06 May 2012
The important thing to understand about putting lentils and peas in water, especially at boiling temperature, but really at any temperature (you can soak them, say overnight, to jump start the process) is that the interior of the lentil or pea is more concentrated than the surrounding water. The water and the inside of the lentils and peas want to be at the same concentration. So if you give them long enough, the insides of the peas and lentils will begin to leak into the water, making a thick, lentil and pea-flavored soup. I also put sea salt, perhaps 1/2 teaspoon or so in the pot when I added the peas and lentils, approximately 1/2 cup each of dry, brown lentils, and dry, green split peas.
I let them simmer for 5 to 6 hours. I think I used a 1 quart saucepan, about 4/5 full. I didn't have to add any water after that. The volume reduced roughly by half over the 5-to-6-hour period. You can make as little or as much as you want. I would go long, as this is an especially fine soup, and because you don't want to have to legume-sit for 5 to 6 hours very often.

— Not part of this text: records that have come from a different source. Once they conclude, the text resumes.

//! Subscription fabric (component 4.G): routes hot-store pub/sub
//! notifications to long-poll readers.
//!
//! A trace's channel is a `tokio::sync::broadcast`, which already gives us
//! the "bounded queue that drops the oldest message and marks the reader
//! lagged on overflow" behavior §4.G calls for — this crate just adds the
//! idle-timeout teardown and the bar-wide fan-out on top.

use std::sync::Arc;
use std::time::Duration;

use pbars_hotstore::{HotStore, TraceUpdate};
use pbars_ids::TraceId;
use tokio::sync::{broadcast, mpsc};

/// Subscriptions with no activity for this long tear themselves down (§4.G).
pub const DEFAULT_IDLE_TIMEOUT: Duration = Duration::from_secs(30);

/// Depth of a [`BarFanout`]'s aggregated queue. Per-trace backpressure is
/// already bounded by the broadcast channel itself.
pub const DEFAULT_FANOUT_CAPACITY: usize = 256;

#[derive(Debug, Clone, PartialEq)]
pub enum SubscriptionEvent {
    Update(TraceUpdate),
    /// The reader fell behind; `skipped` messages were dropped. The reader
    /// must re-snapshot live state via the hot-state adapter (§4.C) rather
    /// than trust its own queue to have seen every mutation.
    Lagged { skipped: u64 },
}

/// A single reader's view of one trace's notification stream.
pub struct TraceSubscription {
    receiver: broadcast::Receiver<TraceUpdate>,
    idle_timeout: Duration,
}

impl TraceSubscription {
    #[must_use]
    pub fn new(receiver: broadcast::Receiver<TraceUpdate>, idle_timeout: Duration) -> Self {
        Self { receiver, idle_timeout }
    }

    pub fn subscribe<H: HotStore + ?Sized>(
        hotstore: &H,
        owner: &str,
        bar_name: &str,
        trace_uid: TraceId,
        idle_timeout: Duration,
    ) -> Self {
        Self::new(hotstore.subscribe(owner, bar_name, trace_uid), idle_timeout)
    }

    /// Waits for the next event, or `None` once the subscription should be
    /// torn down (idle timeout elapsed, or the channel closed).
    pub async fn recv(&mut self) -> Option<SubscriptionEvent> {
        match tokio::time::timeout(self.idle_timeout, self.receiver.recv()).await {
            Err(_elapsed) => {
                tracing::debug!("tearing down subscription after idle timeout");
                None
            }
            Ok(Ok(update)) => Some(SubscriptionEvent::Update(update)),
            Ok(Err(broadcast::error::RecvError::Lagged(skipped))) => Some(SubscriptionEvent::Lagged { skipped }),
            Ok(Err(broadcast::error::RecvError::Closed)) => None,
        }
    }
}

/// Fans multiple trace subscriptions for one bar into a single aggregated
/// stream. Traces are tracked explicitly via [`Self::track`] as they start —
/// the fabric has no directory of its own, it only multiplexes channels it's
/// told about.
pub struct BarFanout {
    hotstore: Arc<dyn HotStore>,
    owner: String,
    bar_name: String,
    idle_timeout: Duration,
    tx: mpsc::Sender<SubscriptionEvent>,
    rx: mpsc::Receiver<SubscriptionEvent>,
}

impl BarFanout {
    #[must_use]
    pub fn new(hotstore: Arc<dyn HotStore>, owner: impl Into<String>, bar_name: impl Into<String>) -> Self {
        Self::with_config(hotstore, owner, bar_name, DEFAULT_FANOUT_CAPACITY, DEFAULT_IDLE_TIMEOUT)
    }

    #[must_use]
    pub fn with_config(
        hotstore: Arc<dyn HotStore>,
        owner: impl Into<String>,
        bar_name: impl Into<String>,
        capacity: usize,
        idle_timeout: Duration,
    ) -> Self {
        let (tx, rx) = mpsc::channel(capacity);
        Self {
            hotstore,
            owner: owner.into(),
            bar_name: bar_name.into(),
            idle_timeout,
            tx,
            rx,
        }
    }

    /// Starts forwarding `trace_uid`'s notifications into this fan-out.
    /// Stops on its own once the trace's subscription tears down.
    pub fn track(&self, trace_uid: TraceId) {
        let mut subscription = TraceSubscription::subscribe(
            self.hotstore.as_ref(),
            &self.owner,
            &self.bar_name,
            trace_uid,
            self.idle_timeout,
        );
        let tx = self.tx.clone();
        tokio::spawn(async move {
            while let Some(event) = subscription.recv().await {
                if tx.send(event).await.is_err() {
                    break;
                }
            }
        });
    }

    pub async fn recv(&mut self) -> Option<SubscriptionEvent> {
        self.rx.recv().await
    }
}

Spices. My method of choosing spices is pretty simple. I take down all of the candidates, and go back and forth between the soup and the spice, smelling each of them, and deciding whether or not they would get along in the soup. Paprika was very agreeable. I wanted this soup to be all things warm, with a little bit of bright. I probably added a couple teaspoons of paprika. Cracked black pepper also went in. It heats things up ever so slightly. I used 1/4 teaspoon or so of pepper, freshly ground. And garlic powder. I know, it's not as good as fresh garlic, but it still added another dimension of warmth. I didn't use a lot of this, maybe 1/4 teaspoon. Then, because I like a little bit of bright in with the warm, I added about 1/3 lemon rind's worth of zest, along with a squirt of lemon juice. I really like fresh lemon and fresh cracked pepper together. It's a combination I discovered when working out an alternative, vegan version of bruschetta, with avocado, tomato, and olive oil. Finally, since they also passed the test, I threw in a few fennel seeds--1/4 teaspoons few. Fennel is something I used for the first time in a tomato soup recipe my brother gave me, and I really like it. It's refreshing, with a complex flavor, and yet isn't as overpowering as, say mint or cilantro.
So that's my new soup. Earthy legumes with warm paprika and pepper, sprinkled with the sunshine of lemon zest and the garden freshness of fennel. This is soup for all seasons. Lentils also come in other colors--yellow, orange, and green--to brighten your bowl, year-round. For plants, lentils have a high protein content. They're also a great source of iron (about 30% of your daily requirement), and fiber (about 60%). Peas are also a source of protein, iron, and fiber. And both legumes contain many additional vitamins and minerals. Healthy and scrumptious, I recommend including legumes, and perhaps this soup, in your recipe box for a good life.